Nous allons donner notre ultime spectacle de la tournée. On est complètement vidés. Mais il faut y aller. Le public, constitué en grande majorité par les Roms du squat voisin, nous donne du coeur à l´ame, on attaque, même si on a l´impression d´aller à la Berezina, on se reprend et on y va à fond. Le baroud d´honneur. Tous se passe très bien. Bien sur, les spectateurs sont déchaînés, débridés. Les parties de contact avec le public tournent au Carnaval de Rio. Mais on arrive à maîtriser la situation, à donner un spectacle valable et à faire passer le message, que l´on espère tout aussi valable – l´école, le travail… Bien que je ne suis pas vraiment sur qu´ à ce niveau on aie atteint notre but dans toute sont intégralité... Après le spectacle, je vais, en solo, traîner dans le squat des roms.

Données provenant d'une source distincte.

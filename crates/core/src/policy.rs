use async_trait::async_trait;
use sqlx::types::Uuid;
use sqlx::PgPool;

use crate::booking::Booking;
use crate::error::CoreError;
use crate::escrow::Payment;
use crate::user::{User, UserRole};

#[derive(Debug, Clone, Copy, PartialEq, Eq)]
pub enum Resource {
    Booking,
    Payment,
    Wallet,
    Subscription,
    CreditLedger,
    Service,
}

impl Resource {
    pub fn name(&self) -> &'static str {
        match self {
            Resource::Booking => "booking",
            Resource::Payment => "payment",
            Resource::Wallet => "wallet",
            Resource::Subscription => "subscription",
            Resource::CreditLedger => "credit ledger",
            Resource::Service => "service",
        }
    }
}

#[derive(Debug, Clone, Copy, PartialEq, Eq)]
pub enum Action {
    Create,
    Read,
    Update,
    Release,
    Refund,
    Deposit,
    Withdraw,
    Connect,
    Checkout,
}

/// The whole access policy as one lookup table. Row-level ownership is a
/// separate question, answered by [`OwnershipChecker`].
pub fn is_permitted(role: UserRole, resource: Resource, action: Action) -> bool {
    use Action::*;
    use Resource::*;
    use UserRole::*;

    match (role, resource, action) {
        (Admin, _, _) => true,
        (_, Service, Read) => true,
        (_, CreditLedger, Read) => true,
        (Customer, Booking, Create | Read | Update) => true,
        (Customer, Payment, Create | Read) => true,
        (Customer, Wallet, Read | Deposit) => true,
        (Customer, Subscription, Checkout | Read | Update) => true,
        (Provider, Booking, Read | Update) => true,
        (Provider, Payment, Read) => true,
        (Provider, Wallet, Read | Withdraw | Connect) => true,
        (Provider, Service, Create) => true,
        _ => false,
    }
}

pub fn ensure_permitted(user: &User, resource: Resource, action: Action) -> Result<(), CoreError> {
    if is_permitted(user.role, resource, action) {
        Ok(())
    } else {
        Err(CoreError::Forbidden(resource.name()))
    }
}

/// Row-level ownership check for one resource kind. `Err(NotFound)` when the
/// row does not exist, so callers can keep 404 and 403 distinct.
#[async_trait]
pub trait OwnershipChecker: Send + Sync {
    async fn is_owner(&self, pool: &PgPool, user: &User, id: Uuid) -> Result<bool, CoreError>;
}

struct BookingOwnership;

#[async_trait]
impl OwnershipChecker for BookingOwnership {
    async fn is_owner(&self, pool: &PgPool, user: &User, id: Uuid) -> Result<bool, CoreError> {
        let booking = Booking::find_by_id(pool, id)
            .await?
            .ok_or(CoreError::NotFound("booking"))?;
        Ok(booking.customer_id == user.id || booking.provider_id == user.id)
    }
}

struct PaymentOwnership;

#[async_trait]
impl OwnershipChecker for PaymentOwnership {
    async fn is_owner(&self, pool: &PgPool, user: &User, id: Uuid) -> Result<bool, CoreError> {
        let payment = Payment::find_by_id(pool, id)
            .await?
            .ok_or(CoreError::NotFound("payment"))?;
        Ok(payment.customer_id == user.id || payment.provider_id == user.id)
    }
}

struct WalletOwnership;

#[async_trait]
impl OwnershipChecker for WalletOwnership {
    async fn is_owner(&self, pool: &PgPool, user: &User, id: Uuid) -> Result<bool, CoreError> {
        let owner_id: Option<(Uuid,)> =
            sqlx::query_as("SELECT user_id FROM wallets WHERE id = $1")
                .bind(id)
                .fetch_optional(pool)
                .await?;
        let (owner_id,) = owner_id.ok_or(CoreError::NotFound("wallet"))?;
        Ok(owner_id == user.id)
    }
}

fn ownership_checker(resource: Resource) -> Option<&'static dyn OwnershipChecker> {
    match resource {
        Resource::Booking => Some(&BookingOwnership),
        Resource::Payment => Some(&PaymentOwnership),
        Resource::Wallet => Some(&WalletOwnership),
        _ => None,
    }
}

/// Admins see everything; everyone else must be a party to the row.
/// Resources without an ownership rule are denied outright.
pub async fn ensure_owner(
    pool: &PgPool,
    user: &User,
    resource: Resource,
    id: Uuid,
) -> Result<(), CoreError> {
    if user.role == UserRole::Admin {
        return Ok(());
    }
    let Some(checker) = ownership_checker(resource) else {
        return Err(CoreError::Forbidden(resource.name()));
    };
    if checker.is_owner(pool, user, id).await? {
        Ok(())
    } else {
        Err(CoreError::Forbidden(resource.name()))
    }
}

#[cfg(test)]
mod tests {
    use super::*;

    #[test]
    fn admin_is_unrestricted() {
        for resource in [
            Resource::Booking,
            Resource::Payment,
            Resource::Wallet,
            Resource::Subscription,
            Resource::CreditLedger,
            Resource::Service,
        ] {
            assert!(is_permitted(UserRole::Admin, resource, Action::Release));
            assert!(is_permitted(UserRole::Admin, resource, Action::Read));
        }
    }

    #[test]
    fn only_admin_settles_payments() {
        for role in [UserRole::Customer, UserRole::Provider] {
            assert!(!is_permitted(role, Resource::Payment, Action::Release));
            assert!(!is_permitted(role, Resource::Payment, Action::Refund));
        }
        assert!(is_permitted(UserRole::Admin, Resource::Payment, Action::Release));
    }

    #[test]
    fn booking_creation_is_customer_only() {
        assert!(is_permitted(UserRole::Customer, Resource::Booking, Action::Create));
        assert!(!is_permitted(UserRole::Provider, Resource::Booking, Action::Create));
    }

    #[test]
    fn wallet_directions_split_by_role() {
        assert!(is_permitted(UserRole::Customer, Resource::Wallet, Action::Deposit));
        assert!(!is_permitted(UserRole::Customer, Resource::Wallet, Action::Withdraw));
        assert!(is_permitted(UserRole::Provider, Resource::Wallet, Action::Withdraw));
        assert!(!is_permitted(UserRole::Provider, Resource::Wallet, Action::Deposit));
        assert!(is_permitted(UserRole::Provider, Resource::Wallet, Action::Connect));
    }

    #[test]
    fn services_are_publicly_readable() {
        for role in [UserRole::Customer, UserRole::Provider, UserRole::Admin] {
            assert!(is_permitted(role, Resource::Service, Action::Read));
        }
        assert!(!is_permitted(UserRole::Customer, Resource::Service, Action::Create));
    }

    #[test]
    fn subscriptions_are_for_customers() {
        assert!(is_permitted(UserRole::Customer, Resource::Subscription, Action::Checkout));
        assert!(!is_permitted(UserRole::Provider, Resource::Subscription, Action::Checkout));
    }
}
use axum::extract::{Extension, Path, Query, State};
use axum::http::StatusCode;
use axum::routing::{get, post, put};
use axum::{middleware, Json, Router};
use serde::Deserialize;
use serde_json::json;
use sqlx::types::Uuid;

use taskbay_common::ModuleClient;
use taskbay_core::booking::{self, CreateBooking};
use taskbay_core::policy::{self, Action, Resource};
use taskbay_core::BookingStatus;

use crate::middleware::{authenticate, ensure_account};
use crate::response::{AppError, AppSuccess};
use crate::GlobalState;

pub fn booking_routes() -> Router<GlobalState> {
    Router::new()
        .route("/bookings",
            post(create_booking)
                .route_layer(middleware::from_fn(authenticate))
        )
        .route("/bookings",
            get(list_bookings)
                .route_layer(middleware::from_fn(authenticate))
        )
        .route("/bookings/{booking_id}",
            get(get_booking)
                .route_layer(middleware::from_fn(authenticate))
        )
        .route("/bookings/{booking_id}/status",
            put(update_booking_status)
                .route_layer(middleware::from_fn(authenticate))
        )
}

async fn create_booking(
    State(state): State<GlobalState>,
    Extension(user_id): Extension<Uuid>,
    Json(payload): Json<CreateBooking>,
) -> Result<AppSuccess, AppError> {
    let user = ensure_account(&state, user_id).await?;
    policy::ensure_permitted(&user, Resource::Booking, Action::Create)?;

    let (booking, user) = booking::create_booking(state.db.get_client(), &user, payload).await?;
    Ok(AppSuccess::new(
        StatusCode::CREATED,
        "Booking created",
        json!({ "booking": booking.into_view(), "creditsRemaining": user.credits }),
    ))
}

#[derive(Debug, Deserialize)]
struct ListBookingsQuery {
    status: Option<BookingStatus>,
}

async fn list_bookings(
    State(state): State<GlobalState>,
    Extension(user_id): Extension<Uuid>,
    Query(query): Query<ListBookingsQuery>,
) -> Result<AppSuccess, AppError> {
    let user = ensure_account(&state, user_id).await?;
    policy::ensure_permitted(&user, Resource::Booking, Action::Read)?;

    let bookings = booking::list_bookings(state.db.get_client(), &user, query.status).await?;
    Ok(AppSuccess::new(StatusCode::OK, "Bookings fetched", json!(bookings)))
}

async fn get_booking(
    State(state): State<GlobalState>,
    Extension(user_id): Extension<Uuid>,
    Path(booking_id): Path<Uuid>,
) -> Result<AppSuccess, AppError> {
    let user = ensure_account(&state, user_id).await?;
    policy::ensure_permitted(&user, Resource::Booking, Action::Read)?;
    policy::ensure_owner(state.db.get_client(), &user, Resource::Booking, booking_id).await?;

    let booking = booking::get_booking(state.db.get_client(), &user, booking_id).await?;
    Ok(AppSuccess::new(StatusCode::OK, "Booking fetched", json!(booking)))
}

#[derive(Debug, Deserialize)]
#[serde(rename_all = "camelCase")]
pub struct UpdateBookingStatusRequest {
    pub status: BookingStatus,
}

async fn update_booking_status(
    State(state): State<GlobalState>,
    Extension(user_id): Extension<Uuid>,
    Path(booking_id): Path<Uuid>,
    Json(payload): Json<UpdateBookingStatusRequest>,
) -> Result<AppSuccess, AppError> {
    let user = ensure_account(&state, user_id).await?;
    policy::ensure_permitted(&user, Resource::Booking, Action::Update)?;

    let booking =
        booking::update_booking_status(state.db.get_client(), &user, booking_id, payload.status)
            .await?;
    Ok(AppSuccess::new(
        StatusCode::OK,
        "Booking status updated",
        json!(booking.into_view()),
    ))
}
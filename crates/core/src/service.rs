use chrono::{DateTime, Utc};
use serde::{Deserialize, Serialize};
use sqlx::types::Uuid;
use sqlx::PgExecutor;

use crate::error::CoreError;
use crate::refs::HasId;

/// Minimal listing record. Bookings reference one of these; full listing
/// management lives outside this subsystem.
#[derive(Debug, Clone, Serialize, Deserialize, sqlx::FromRow)]
#[serde(rename_all = "camelCase")]
pub struct Service {
    pub id: Uuid,
    pub provider_id: Uuid,
    pub title: String,
    pub description: String,
    pub price_cents: i64,
    pub is_active: bool,
    pub created_at: DateTime<Utc>,
    pub updated_at: DateTime<Utc>,
}

impl HasId for Service {
    fn record_id(&self) -> Uuid {
        self.id
    }
}

impl Service {
    pub fn new(provider_id: Uuid, title: String, description: String, price_cents: i64) -> Self {
        let now = Utc::now();
        Self {
            id: Uuid::new_v4(),
            provider_id,
            title,
            description,
            price_cents,
            is_active: true,
            created_at: now,
            updated_at: now,
        }
    }

    pub async fn create<'e, E: PgExecutor<'e>>(self, executor: E) -> Result<Service, CoreError> {
        let service = sqlx::query_as::<_, Service>(
            r#"
            INSERT INTO services (id, provider_id, title, description, price_cents, is_active, created_at, updated_at)
            VALUES ($1, $2, $3, $4, $5, $6, $7, $8)
            RETURNING *
            "#,
        )
        .bind(self.id)
        .bind(self.provider_id)
        .bind(&self.title)
        .bind(&self.description)
        .bind(self.price_cents)
        .bind(self.is_active)
        .bind(self.created_at)
        .bind(self.updated_at)
        .fetch_one(executor)
        .await?;
        Ok(service)
    }

    pub async fn find_by_id<'e, E: PgExecutor<'e>>(
        executor: E,
        id: Uuid,
    ) -> Result<Option<Service>, CoreError> {
        let service = sqlx::query_as::<_, Service>("SELECT * FROM services WHERE id = $1")
            .bind(id)
            .fetch_optional(executor)
            .await?;
        Ok(service)
    }

    pub async fn list_active<'e, E: PgExecutor<'e>>(executor: E) -> Result<Vec<Service>, CoreError> {
        let services = sqlx::query_as::<_, Service>(
            "SELECT * FROM services WHERE is_active = TRUE ORDER BY created_at DESC",
        )
        .fetch_all(executor)
        .await?;
        Ok(services)
    }
}
//! DDL for every table this crate owns, executed in order on startup via
//! `taskbay_database::init_tables`. All statements are idempotent.
//!
//! Enum-typed columns are plain TEXT; the Rust side constrains the values
//! (see the `sqlx::Type` derives on the status enums).

pub const SCHEMA_STATEMENTS: &[&str] = &[
    r#"
    CREATE TABLE IF NOT EXISTS users (
        id UUID PRIMARY KEY,
        email TEXT NOT NULL UNIQUE,
        display_name TEXT NOT NULL,
        role TEXT NOT NULL,
        credits BIGINT NOT NULL DEFAULT 0,
        subscription_type TEXT,
        subscription_status TEXT,
        trial_ends_at TIMESTAMPTZ,
        next_billing_date TIMESTAMPTZ,
        stripe_customer_id TEXT,
        stripe_subscription_id TEXT,
        created_at TIMESTAMPTZ NOT NULL,
        updated_at TIMESTAMPTZ NOT NULL
    )
    "#,
    "CREATE INDEX IF NOT EXISTS users_stripe_customer_id_idx ON users (stripe_customer_id)",
    r#"
    CREATE TABLE IF NOT EXISTS services (
        id UUID PRIMARY KEY,
        provider_id UUID NOT NULL,
        title TEXT NOT NULL,
        description TEXT NOT NULL,
        price_cents BIGINT NOT NULL,
        is_active BOOLEAN NOT NULL DEFAULT TRUE,
        created_at TIMESTAMPTZ NOT NULL,
        updated_at TIMESTAMPTZ NOT NULL
    )
    "#,
    "CREATE INDEX IF NOT EXISTS services_provider_id_idx ON services (provider_id)",
    r#"
    CREATE TABLE IF NOT EXISTS bookings (
        id UUID PRIMARY KEY,
        service_id UUID NOT NULL,
        customer_id UUID NOT NULL,
        provider_id UUID NOT NULL,
        service_option TEXT NOT NULL,
        price_cents BIGINT NOT NULL,
        date DATE NOT NULL,
        time_slot TEXT NOT NULL,
        address TEXT NOT NULL,
        notes TEXT,
        status TEXT NOT NULL,
        payment_status TEXT NOT NULL,
        payment_id UUID,
        created_at TIMESTAMPTZ NOT NULL,
        updated_at TIMESTAMPTZ NOT NULL
    )
    "#,
    "CREATE INDEX IF NOT EXISTS bookings_customer_id_idx ON bookings (customer_id)",
    "CREATE INDEX IF NOT EXISTS bookings_provider_id_idx ON bookings (provider_id)",
    r#"
    CREATE TABLE IF NOT EXISTS payments (
        id UUID PRIMARY KEY,
        booking_id UUID NOT NULL UNIQUE,
        customer_id UUID NOT NULL,
        provider_id UUID NOT NULL,
        amount_cents BIGINT NOT NULL,
        currency TEXT NOT NULL,
        status TEXT NOT NULL,
        stripe_payment_intent_id TEXT UNIQUE,
        stripe_refund_id TEXT,
        release_date TIMESTAMPTZ,
        created_at TIMESTAMPTZ NOT NULL,
        updated_at TIMESTAMPTZ NOT NULL
    )
    "#,
    "CREATE INDEX IF NOT EXISTS payments_status_updated_at_idx ON payments (status, updated_at)",
    r#"
    CREATE TABLE IF NOT EXISTS credit_transactions (
        id UUID PRIMARY KEY,
        user_id UUID NOT NULL,
        amount BIGINT NOT NULL,
        kind TEXT NOT NULL,
        description TEXT NOT NULL,
        reference TEXT,
        created_at TIMESTAMPTZ NOT NULL
    )
    "#,
    "CREATE INDEX IF NOT EXISTS credit_transactions_user_id_idx ON credit_transactions (user_id)",
    // Backs grant_credits_once: one ledger entry per reference, ever.
    r#"
    CREATE UNIQUE INDEX IF NOT EXISTS credit_transactions_reference_key
        ON credit_transactions (reference) WHERE reference IS NOT NULL
    "#,
    r#"
    CREATE TABLE IF NOT EXISTS wallets (
        id UUID PRIMARY KEY,
        user_id UUID NOT NULL UNIQUE,
        user_type TEXT NOT NULL,
        balance_cents BIGINT NOT NULL DEFAULT 0,
        is_active BOOLEAN NOT NULL DEFAULT TRUE,
        stripe_account_id TEXT,
        stripe_customer_id TEXT,
        bank_account_connected BOOLEAN NOT NULL DEFAULT FALSE,
        created_at TIMESTAMPTZ NOT NULL,
        updated_at TIMESTAMPTZ NOT NULL
    )
    "#,
    r#"
    CREATE TABLE IF NOT EXISTS wallet_transactions (
        id UUID PRIMARY KEY,
        wallet_id UUID NOT NULL,
        user_id UUID NOT NULL,
        kind TEXT NOT NULL,
        status TEXT NOT NULL,
        amount_cents BIGINT NOT NULL,
        description TEXT NOT NULL,
        booking_id UUID,
        external_reference TEXT,
        created_at TIMESTAMPTZ NOT NULL
    )
    "#,
    "CREATE INDEX IF NOT EXISTS wallet_transactions_wallet_id_idx ON wallet_transactions (wallet_id)",
    // Full unique index (not partial): the deposit path upserts with
    // ON CONFLICT (external_reference), and NULLs never collide.
    r#"
    CREATE UNIQUE INDEX IF NOT EXISTS wallet_transactions_external_reference_key
        ON wallet_transactions (external_reference)
    "#,
    r#"
    CREATE TABLE IF NOT EXISTS subscriptions (
        id UUID PRIMARY KEY,
        user_id UUID NOT NULL,
        subscription_type TEXT NOT NULL,
        stripe_subscription_id TEXT NOT NULL UNIQUE,
        stripe_customer_id TEXT NOT NULL,
        status TEXT NOT NULL,
        cancel_at_period_end BOOLEAN NOT NULL DEFAULT FALSE,
        current_period_start TIMESTAMPTZ,
        current_period_end TIMESTAMPTZ,
        trial_start TIMESTAMPTZ,
        trial_end TIMESTAMPTZ,
        created_at TIMESTAMPTZ NOT NULL,
        updated_at TIMESTAMPTZ NOT NULL
    )
    "#,
    "CREATE INDEX IF NOT EXISTS subscriptions_user_id_idx ON subscriptions (user_id)",
];
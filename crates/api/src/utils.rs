use anyhow::anyhow;
use axum::extract::Request;
use axum::http::{header, StatusCode};

use crate::response::AppError;

pub fn extract_bearer_token(req: &Request) -> Result<String, AppError> {
    let header_value = req
        .headers()
        .get(header::AUTHORIZATION)
        .ok_or_else(|| {
            AppError::new(StatusCode::UNAUTHORIZED, anyhow!("missing authorization header"))
        })?
        .to_str()
        .map_err(|e| AppError::new(StatusCode::UNAUTHORIZED, anyhow!(e)))?;

    match header_value.split_whitespace().collect::<Vec<_>>().as_slice() {
        ["Bearer", token] => Ok((*token).to_string()),
        _ => Err(AppError::new(
            StatusCode::UNAUTHORIZED,
            anyhow!("invalid authorization header"),
        )),
    }
}

pub fn setup_tracing() {
    let subscriber = tracing_subscriber::FmtSubscriber::builder()
        .with_env_filter(
            tracing_subscriber::EnvFilter::try_from_default_env()
                .unwrap_or_else(|_| tracing_subscriber::EnvFilter::new("debug")),
        )
        .finish();
    tracing::subscriber::set_global_default(subscriber).expect("setting default subscriber failed");
}
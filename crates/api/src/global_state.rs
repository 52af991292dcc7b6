use std::sync::Arc;

use anyhow::Result;

use taskbay_common::{EnvVars, ModuleClient};
use taskbay_core::gateway::StripeConfig;
use taskbay_core::{PlanPrices, StripeGateway};
use taskbay_database::PostgresClient;

use crate::env::ApiServerEnv;

#[derive(Clone)]
pub struct GlobalState {
    pub db: PostgresClient,
    pub gateway: Arc<StripeGateway>,
    pub plan_prices: PlanPrices,
}

impl GlobalState {
    pub async fn new() -> Result<Self> {
        let env = ApiServerEnv::load();
        let db = PostgresClient::setup_connection().await;

        let gateway = Arc::new(StripeGateway::new(StripeConfig {
            secret_key: env.get_env_var("STRIPE_SECRET_KEY"),
            webhook_secret: env.get_env_var("STRIPE_WEBHOOK_SECRET"),
            connect_refresh_url: env.get_env_var("CONNECT_REFRESH_URL"),
            connect_return_url: env.get_env_var("CONNECT_RETURN_URL"),
        }));
        let plan_prices = PlanPrices::new(
            env.get_env_var("STRIPE_REGULAR_PRICE_ID"),
            env.get_env_var("STRIPE_PREMIUM_PRICE_ID"),
        );

        Ok(Self {
            db,
            gateway,
            plan_prices,
        })
    }
}
pub mod booking;
pub mod credits;
pub mod error;
pub mod escrow;
pub mod gateway;
pub mod plans;
pub mod policy;
pub mod reconcile;
pub mod refs;
pub mod schema;
pub mod service;
pub mod subscription;
pub mod user;
pub mod wallet;

pub use booking::{Booking, BookingPaymentStatus, BookingStatus, BookingView, CreateBooking};
pub use credits::{CreditTransaction, CreditTransactionKind, BOOKING_CREDIT_COST, REGISTRATION_BONUS_CREDITS};
pub use error::CoreError;
pub use escrow::{Payment, PaymentStatus};
pub use gateway::{PaymentGateway, StripeGateway};
pub use plans::{CreditPackage, Plan, PlanKind, PlanPrices, CREDIT_PACKAGES, PLANS};
pub use policy::{Action, Resource};
pub use refs::{HasId, Ref};
pub use service::Service;
pub use subscription::Subscription;
pub use user::{User, UserRole};
pub use wallet::{Wallet, WalletTransaction, WalletTransactionKind, WalletTransactionStatus, WalletUserType};
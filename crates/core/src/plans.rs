use serde::{Deserialize, Serialize};
use strum_macros::{Display, EnumString};

/// Recurring plan tier. Stored on users and subscriptions as text.
#[derive(
    Debug, Clone, Copy, PartialEq, Eq, Serialize, Deserialize, sqlx::Type, Display, EnumString,
)]
#[sqlx(type_name = "text", rename_all = "snake_case")]
#[serde(rename_all = "snake_case")]
#[strum(serialize_all = "snake_case")]
pub enum PlanKind {
    Regular,
    Premium,
}

#[derive(Debug, Clone, Serialize)]
#[serde(rename_all = "camelCase")]
pub struct Plan {
    pub kind: PlanKind,
    pub price_cents: i64,
    /// Granted once when the subscription is created.
    pub initial_credits: i64,
    /// Granted on every paid billing cycle after the first invoice.
    pub recurring_credits: i64,
}

pub const PLANS: &[Plan] = &[
    Plan {
        kind: PlanKind::Regular,
        price_cents: 999,
        initial_credits: 50,
        recurring_credits: 50,
    },
    Plan {
        kind: PlanKind::Premium,
        price_cents: 1999,
        initial_credits: 120,
        recurring_credits: 120,
    },
];

/// Stripe price ids for the recurring plans. These differ per environment,
/// so they load from `STRIPE_REGULAR_PRICE_ID` / `STRIPE_PREMIUM_PRICE_ID`
/// rather than living in the table above.
#[derive(Debug, Clone)]
pub struct PlanPrices {
    pub regular: String,
    pub premium: String,
}

impl PlanPrices {
    pub fn new(regular: String, premium: String) -> Self {
        Self { regular, premium }
    }

    pub fn price_id(&self, kind: PlanKind) -> &str {
        match kind {
            PlanKind::Regular => &self.regular,
            PlanKind::Premium => &self.premium,
        }
    }

    pub fn kind_for_price(&self, stripe_price_id: &str) -> Option<PlanKind> {
        if stripe_price_id == self.regular {
            Some(PlanKind::Regular)
        } else if stripe_price_id == self.premium {
            Some(PlanKind::Premium)
        } else {
            None
        }
    }
}

/// One-off credit bundles sold through one-time checkout sessions.
#[derive(Debug, Clone, Serialize)]
#[serde(rename_all = "camelCase")]
pub struct CreditPackage {
    pub id: &'static str,
    pub name: &'static str,
    pub credits: i64,
    pub price_cents: i64,
    pub stripe_price_id: &'static str,
}

pub const CREDIT_PACKAGES: &[CreditPackage] = &[
    CreditPackage {
        id: "starter",
        name: "Starter",
        credits: 20,
        price_cents: 499,
        stripe_price_id: "price_1QxTc2JN2yFwZN4qStarter0",
    },
    CreditPackage {
        id: "standard",
        name: "Standard",
        credits: 50,
        price_cents: 999,
        stripe_price_id: "price_1QxTc2JN2yFwZN4qStandard",
    },
    CreditPackage {
        id: "value",
        name: "Value",
        credits: 120,
        price_cents: 1999,
        stripe_price_id: "price_1QxTc2JN2yFwZN4qValue00",
    },
];

pub fn plan(kind: PlanKind) -> &'static Plan {
    // Both variants are present in PLANS, so the lookup cannot miss.
    PLANS
        .iter()
        .find(|p| p.kind == kind)
        .unwrap_or(&PLANS[0])
}

pub fn find_package(id: &str) -> Option<&'static CreditPackage> {
    CREDIT_PACKAGES.iter().find(|p| p.id == id)
}
use std::collections::HashMap;

use async_trait::async_trait;
use chrono::{DateTime, Utc};
use serde::{Deserialize, Serialize};

use crate::error::CoreError;

mod stripe;

pub use self::stripe::{StripeConfig, StripeGateway};

/// Gateway view of a payment intent.
#[derive(Debug, Clone, Serialize, Deserialize)]
pub struct GatewayIntent {
    pub id: String,
    pub client_secret: Option<String>,
    pub status: String,
    pub amount_cents: i64,
    pub metadata: HashMap<String, String>,
}

#[derive(Debug, Clone)]
pub struct GatewayRefund {
    pub id: String,
    pub status: String,
}

#[derive(Debug, Clone)]
pub struct GatewayTransfer {
    pub id: String,
}

#[derive(Debug, Clone)]
pub struct GatewayAccount {
    pub id: String,
    pub payouts_enabled: bool,
}

#[derive(Debug, Clone)]
pub struct GatewayCheckout {
    pub id: String,
    pub url: Option<String>,
}

#[derive(Debug, Clone)]
pub struct GatewaySubscription {
    pub id: String,
    pub customer_id: String,
    pub status: String,
    pub price_id: Option<String>,
    pub current_period_start: Option<DateTime<Utc>>,
    pub current_period_end: Option<DateTime<Utc>>,
    pub trial_start: Option<DateTime<Utc>>,
    pub trial_end: Option<DateTime<Utc>>,
    pub cancel_at_period_end: bool,
}

#[derive(Debug, Clone, Copy, PartialEq, Eq)]
pub enum CheckoutMode {
    Payment,
    Subscription,
}

#[derive(Debug, Clone)]
pub struct CheckoutParams {
    pub customer_id: Option<String>,
    pub customer_email: Option<String>,
    pub client_reference_id: Option<String>,
    pub price_id: String,
    pub mode: CheckoutMode,
    pub success_url: String,
    pub cancel_url: String,
    pub metadata: HashMap<String, String>,
    pub allow_promotion_codes: bool,
}

/// Outbound calls to the payment processor. Everything the marketplace asks
/// of the processor goes through here, so tests can swap in a scripted
/// double and the webhook path stays the only inbound surface.
#[async_trait]
pub trait PaymentGateway: Send + Sync {
    fn name(&self) -> &'static str;

    async fn create_payment_intent(
        &self,
        amount_cents: i64,
        currency: &str,
        metadata: HashMap<String, String>,
    ) -> Result<GatewayIntent, CoreError>;

    async fn retrieve_payment_intent(&self, intent_id: &str) -> Result<GatewayIntent, CoreError>;

    async fn refund_payment(&self, intent_id: &str) -> Result<GatewayRefund, CoreError>;

    async fn create_transfer(
        &self,
        amount_cents: i64,
        destination_account: &str,
    ) -> Result<GatewayTransfer, CoreError>;

    async fn create_customer(&self, email: &str, name: &str) -> Result<String, CoreError>;

    async fn create_checkout_session(
        &self,
        params: CheckoutParams,
    ) -> Result<GatewayCheckout, CoreError>;

    async fn retrieve_subscription(
        &self,
        subscription_id: &str,
    ) -> Result<GatewaySubscription, CoreError>;

    async fn set_cancel_at_period_end(
        &self,
        subscription_id: &str,
        cancel: bool,
    ) -> Result<GatewaySubscription, CoreError>;

    async fn create_connect_account(&self, email: &str) -> Result<String, CoreError>;

    async fn create_account_link(&self, account_id: &str) -> Result<String, CoreError>;

    async fn retrieve_account(&self, account_id: &str) -> Result<GatewayAccount, CoreError>;
}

Ils sont une petite centaine à occuper une belle maison de plusieurs étages. Un castel, un chateau, comme ils disent...Du solide. Pas de saleté comme c´est de mise généralement. Les hommes bavardent et jouent aux cartes dehors. Ils me reçoivent avec beaucoup de respect, m´offrent le café. J´arrive tant bien que mal à baragouiner avec mon romani d´artiste musicien jouant du tsigane. On échange sur le spectacle. Pour eux la danse tzigane c´est autre chose, c´est ce qu´ils font eux. Moins rapide, plus syncopé. Absolument d´accord, nous, c´est une adaptation scénique, c´est du music-hall, du cabaret. Ils m´expliquent leur mode de vie, les combines. Manifestement, ils s´en sortent pas mal du tout, ils pavannent un peu, mais avec du respect et de la dignité. Il y a un côté vieux monde, dont j´ai le souvenir de mes rencontres avec les vieux roms, il y a des décennies de cela. Une chose saute aux yeux, de toute évidence, ceux-là n´ont absolument pas besoin d´aucune aide, c´est eux qui pourraient nous donner des leçons comment s´en sortir. Impressionnant. Je bois mon café. On se quitte. Ačh Devleha. Que Dieu vous accompagne.